Mark Bittner as Himself
Judy Irving as Herself
Origins of the Flock
Update: Mingus at the Oasis
Parrots Music Video
Mark Bittner’s Home Movies
California Quail Bonus Short
Dolby Digital 5.1 Surround Sound
Running Time: 83 Minutes
The following text is from the DVD cover:
“An “engrossing, delightful film” (The Washington Post), The Wild Parrots of Telegraph Hill is the bonafide sleeper theatrical hit of the year.
The film’s endearing guide is Mark Bittner, an aging bohemian, but the supporting cast members, a rambunctious flock of urban parrots, are the true stars, and their surprisingly humanlike behavior makes for a wondrous and rare experience. The film follows the ups-and-downs of these wild birds within the green niches of San Francisco as Bittner befriends, feeds, and names the members of the flock. Along the way, we meet many unforgettable characters: among them Connor, the grouchy yet lovable outcast of the flock, crying for a mate but luckless in his pursuits, and “the lovers,” Picasso and Sophie, inseparable until Sophie is forced into mourning when Picasso disappears. More than a mere birdwatcher, Bittner finds solace in his immersion with these strikingly beautiful creatures – but how will he cope when he’s evicted from his sanctuary and forced to live away from the parrots?
Packed with romance, comedy and a surprise ending that “makes you feel like you could fly out of the theater” (San Jose Mercury News), The Wild Parrots of Telegraph Hill shows just how wondrously similar the human and animal worlds really can be.”
The Wild Parrots of Telegraph Hill is rated G.
My kids and I sat down together to watch this documentary and we enjoyed it quite a bit. My 6 year old daughter was entranced by it any time the parrots were on the screen. Any time Mark Bittner started talking about himself, she became disinterested, but as soon as he started telling stories about the parrots, she was hooked again. As a matter of fact, we were hooked, too. It’s rare to find a documentary the whole family can enjoy, but this is one of them.
Despite a recent trip to San Francisco, I had never heard of these wild parrots before. The film does an excellent job of familiarizing you with their personalities. They go from random birds that all look alike to real characters. The stories of their experiences really grab your attention and stay with you. It will make you want to go to San Francisco and see them. The film also makes you take notice of the wildlife in your own backyard, too.

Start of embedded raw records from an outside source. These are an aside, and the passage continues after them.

//! Copy-filter strategies.
//!
//! A closed set of named predicates applied while staging a source tree,
//! consulted once per entry with the entry's path relative to the source
//! root. Rejecting a directory prunes its whole subtree.

use std::path::Path;

#[derive(Debug, Clone, PartialEq, Eq)]
pub enum CopyFilter {
    /// Copy every entry.
    Everything,
    /// Skip any entry whose own name matches one of the given names, at any
    /// depth. Used to keep the backup store and the live log file out of
    /// whole-tree backups.
    DenyNames(Vec<String>),
    /// Keep only the top-level entries named in the list, and everything
    /// beneath them. An empty list keeps nothing.
    AllowTopLevel(Vec<String>),
    /// Skip the top-level entries named in the list.
    DenyTopLevel(Vec<String>),
}

impl CopyFilter {
    pub fn accepts(&self, relative: &Path) -> bool {
        match self {
            CopyFilter::Everything => true,
            CopyFilter::DenyNames(names) => relative
                .file_name()
                .map_or(true, |name| !names.iter().any(|n| name == n.as_str())),
            CopyFilter::AllowTopLevel(names) => {
                first_component(relative).is_some_and(|c| names.iter().any(|n| n == c))
            }
            CopyFilter::DenyTopLevel(names) => {
                !first_component(relative).is_some_and(|c| names.iter().any(|n| n == c))
            }
        }
    }
}

fn first_component(relative: &Path) -> Option<&str> {
    relative.components().next().and_then(|c| c.as_os_str().to_str())
}

#[cfg(test)]
mod tests {
    use super::*;
    use std::path::Path;

    #[test]
    fn everything_accepts_all() {
        assert!(CopyFilter::Everything.accepts(Path::new("any/depth/file.bin")));
    }

    #[test]
    fn deny_names_matches_entry_name_at_any_depth() {
        let filter = CopyFilter::DenyNames(vec!["backups".into(), "server.log".into()]);
        assert!(!filter.accepts(Path::new("backups")));
        assert!(!filter.accepts(Path::new("server.log")));
        assert!(!filter.accepts(Path::new("nested/server.log")));
        assert!(filter.accepts(Path::new("world/region/r.0.0.mca")));
        assert!(filter.accepts(Path::new("server.log.old")));
    }

    #[test]
    fn allow_list_keeps_only_listed_subtrees() {
        let filter = CopyFilter::AllowTopLevel(vec!["Essentials".into()]);
        assert!(filter.accepts(Path::new("Essentials")));
        assert!(filter.accepts(Path::new("Essentials/config.yml")));
        assert!(!filter.accepts(Path::new("WorldEdit")));
        assert!(!filter.accepts(Path::new("WorldEdit/config.yml")));
        assert!(!filter.accepts(Path::new("stray.jar")));
    }

    #[test]
    fn empty_allow_list_keeps_nothing() {
        let filter = CopyFilter::AllowTopLevel(Vec::new());
        assert!(!filter.accepts(Path::new("anything")));
    }

    #[test]
    fn deny_list_skips_listed_subtrees() {
        let filter = CopyFilter::DenyTopLevel(vec!["dynmap".into()]);
        assert!(!filter.accepts(Path::new("dynmap")));
        assert!(!filter.accepts(Path::new("dynmap/web/tiles.db")));
        assert!(filter.accepts(Path::new("Essentials/config.yml")));
    }

    #[test]
    fn empty_deny_list_keeps_everything() {
        let filter = CopyFilter::DenyTopLevel(Vec::new());
        assert!(filter.accepts(Path::new("anything/at/all")));
    }
}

The humans in the film are also highlighted. It takes a unique kind of individual to devote their lives to birds and they are featured here. Mark Bittner comes across as a bit eccentric, but certainly a compassionate individual. Other people that also follow the birds and their lives are featured, too, but Bittner is the star.
My first question when I saw this movie was, “How do these tropical birds survive in the cold San Francisco climate?” It turns out they can handle cold just fine as long as they have constant supplies of food which they do in an urban environment. My next question was, “Where do they come from?” Nobody knows for sure, but they are believed to have come from escaped or released pets. In fact, there are wild parrot populations in other regions of the US, too.

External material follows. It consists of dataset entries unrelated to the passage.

//! WorldVault - Main entry point
//!
//! Standalone backup daemon for a game server directory tree.

use anyhow::Result;
use clap::Parser;
use std::path::PathBuf;
use std::sync::Arc;
use tokio_util::sync::CancellationToken;
use worldvault::event::{EventBus, JobEvent};
use worldvault::host::StandaloneHost;
use worldvault::orchestrator::Orchestrator;
use worldvault::retention::parse_limit;
use worldvault::schedule::{parse_interval, Scheduler};
use worldvault::{utils, Config};

const DEFAULT_INTERVAL: &str = "15m";
const DEFAULT_MAX_BACKUPS: &str = "25";

#[derive(Parser, Debug)]
#[command(author, version, about, long_about = None)]
struct Args {
    /// Path to configuration file
    #[arg(short, long, value_name = "FILE")]
    config: Option<PathBuf>,

    /// Log level (trace, debug, info, warn, error)
    #[arg(short, long)]
    log_level: Option<String>,

    /// Run one backup immediately and exit
    #[arg(long)]
    once: bool,
}

#[tokio::main]
async fn main() -> Result<()> {
    let args = Args::parse();

    // Load configuration
    let config = if let Some(config_path) = args.config {
        Config::from_file(&config_path)?
    } else {
        Config::default()
    };

    // Initialize logging
    let log_level = args.log_level.as_deref().unwrap_or(&config.log.level);
    utils::logger::init(log_level)?;

    tracing::info!(
        "Starting worldvault v{} (server root: {})",
        env!("CARGO_PKG_VERSION"),
        config.server.root.display()
    );

    let (spec, warning) = parse_interval(&config.schedule.interval, DEFAULT_INTERVAL);
    if let Some(warning) = warning {
        tracing::warn!("{warning}");
    }
    let (policy, warning) = parse_limit(&config.retention.max_backups, DEFAULT_MAX_BACKUPS);
    if let Some(warning) = warning {
        tracing::warn!("{warning}");
    }

    let host = Arc::new(StandaloneHost::new(
        &config.server.root,
        &config.server.world_container,
    ));
    let events = EventBus::new();

    // Log every job lifecycle event at one place
    let mut event_rx = events.subscribe();
    tokio::spawn(async move {
        while let Ok(event) = event_rx.recv().await {
            match event {
                JobEvent::Started { job_id } => tracing::info!(job = %job_id, "Backup started"),
                JobEvent::Finished { job_id, artifacts } => {
                    tracing::info!(job = %job_id, count = artifacts.len(), "Backup finished")
                }
                JobEvent::Failed { job_id, reason } => {
                    tracing::error!(job = %job_id, reason, "Backup failed")
                }
            }
        }
    });

    let orchestrator = Arc::new(Orchestrator::new(
        Arc::new(config.clone()),
        Arc::clone(&host) as _,
        host as _,
        events,
        policy,
    ));

    if args.once {
        let job = orchestrator.trigger_manual_backup().await?;
        tracing::info!(job = %job, "Backup complete");
        return Ok(());
    }

    let shutdown = CancellationToken::new();
    let scheduler = Scheduler::new(
        Arc::clone(&orchestrator),
        spec,
        config.schedule.no_repeat,
        shutdown.clone(),
    );
    let scheduler_handle = tokio::spawn(scheduler.run());

    tokio::signal::ctrl_c().await?;
    tracing::info!("Shutdown signal received");
    shutdown.cancel();
    let _ = scheduler_handle.await;
    tracing::info!("worldvault stopped");

    Ok(())
}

I should also add that the film has a pretty good soundtrack by Chris Michie. It’s a mellow and upbeat sound that fits the subject matter well.
Overall, if you’re interested in wildlife at all, then this is a documentary well worth checking out. It’s funny, educational, and emotionally engaging.

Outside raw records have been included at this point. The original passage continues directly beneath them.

//! Shade ramps: nine colors from one base, lightest first.

use forge_color::parse_color;
use serde::{Deserialize, Serialize};

use crate::cache::Memo;

static SHADES: Memo<Vec<ColorShade>> = Memo::new("generate_color_shades");

/// Lightness percentages of a ramp, in output order.
pub const SHADE_LIGHTNESS: [u8; 9] = [90, 80, 70, 60, 50, 40, 30, 20, 10];

/// One step of a shade ramp, pre-rendered in the three CSS notations.
#[derive(Debug, Clone, PartialEq, Eq, Serialize, Deserialize)]
pub struct ColorShade {
    pub hex: String,
    pub hsl: String,
    pub rgb: String,
    /// HSL lightness of this step, in percent.
    pub lightness: u8,
}

/// Hold hue and saturation of `base` and step lightness from 90% to 10%.
///
/// Returns an empty ramp when `base` does not parse.
#[must_use]
pub fn generate_color_shades(base: &str) -> Vec<ColorShade> {
    SHADES.get_or_insert_with(base.to_string(), || {
        let color = match parse_color(base) {
            Ok(color) => color.with_alpha(1.0),
            Err(err) => {
                tracing::warn!(%err, "no shades for unparseable base color");
                return Vec::new();
            }
        };

        SHADE_LIGHTNESS
            .iter()
            .map(|&lightness| {
                let shade = color.set_lightness(f64::from(lightness) / 100.0);
                ColorShade {
                    hex: shade.to_hex(),
                    hsl: shade.to_hsl_css(),
                    rgb: shade.to_rgb_css(),
                    lightness,
                }
            })
            .collect()
    })
}

#[cfg(test)]
mod tests {
    use pretty_assertions::assert_eq;

    use super::*;

    #[test]
    fn nine_steps_lightest_first() {
        let shades = generate_color_shades("#3B82F6");
        let lightness: Vec<u8> = shades.iter().map(|s| s.lightness).collect();
        assert_eq!(lightness, SHADE_LIGHTNESS.to_vec());
    }

    #[test]
    fn notations_agree() {
        let shades = generate_color_shades("#3B82F6");
        let mid = &shades[4];
        assert_eq!(mid.lightness, 50);
        assert!(mid.hsl.starts_with("hsl(217, 91%, 50%"), "{}", mid.hsl);
        assert!(mid.rgb.starts_with("rgb("), "{}", mid.rgb);
        let reparsed = parse_color(&mid.rgb).unwrap();
        assert_eq!(reparsed.to_hex(), mid.hex);
    }

    #[test]
    fn hex_is_lowercase() {
        for shade in generate_color_shades("#3B82F6") {
            assert_eq!(shade.hex, shade.hex.to_lowercase());
            assert_eq!(shade.hex.len(), 7);
        }
    }

    #[test]
    fn translucent_base_yields_opaque_shades() {
        let shades = generate_color_shades("rgba(59, 130, 246, 0.5)");
        assert!(shades.iter().all(|s| s.hex.len() == 7));
    }

    #[test]
    fn gray_base_stays_gray() {
        for shade in generate_color_shades("gray") {
            let color = parse_color(&shade.hex).unwrap();
            assert!(color.is_achromatic(), "{}", shade.hex);
            assert!(shade.hsl.starts_with("hsl(0, 0%, "), "{}", shade.hsl);
        }
    }

    #[test]
    fn invalid_base_is_empty() {
        assert!(generate_color_shades("not a color").is_empty());
    }
}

There are a surprisingly large number of bonus features included on this DVD. The first one I went to was “Flock Updates,” which told how the birds were doing after the film was shot. It turns out they were doing remarkably well with their population doubling from over 80 to over 160. It’s enough to make you wonder if some of the conservationists were right about relocating the birds to their natural environment. A few of the main birds from the film are shown again, too.
Another follow-up is a featurette entitled “Update: Mingus at the Oasis”. This shows Mark Bittner visiting the parrot Mingus at the bird sanctuary in Arizona. He plays music for the bird and the parrot responds again by dancing.
Also included are some deleted scenes featuring more of the urban legends about the origins of the birds, more footage of the parrots, and a really interesting scene about another San Francisco resident who became obsessed about caring for the parrots. She actually started feeding them a few years before Mark Bittner and knew some of the ones he later named.
Rounding out the bonus features are a few short videos including one on the California Quail, a tribute to Connor, and Mark Bittner’s Home Movies. There’s even a Parrots Music Video that I found to be a little sappy. Overall, though, it’s a great selection of bonus features.
The Bottom Line:
The Wild Parrots of Telegraph Hill is a great documentary that both kids and adults will enjoy. If you enjoy wildlife documentaries, this is a unique one you’ll want to check out.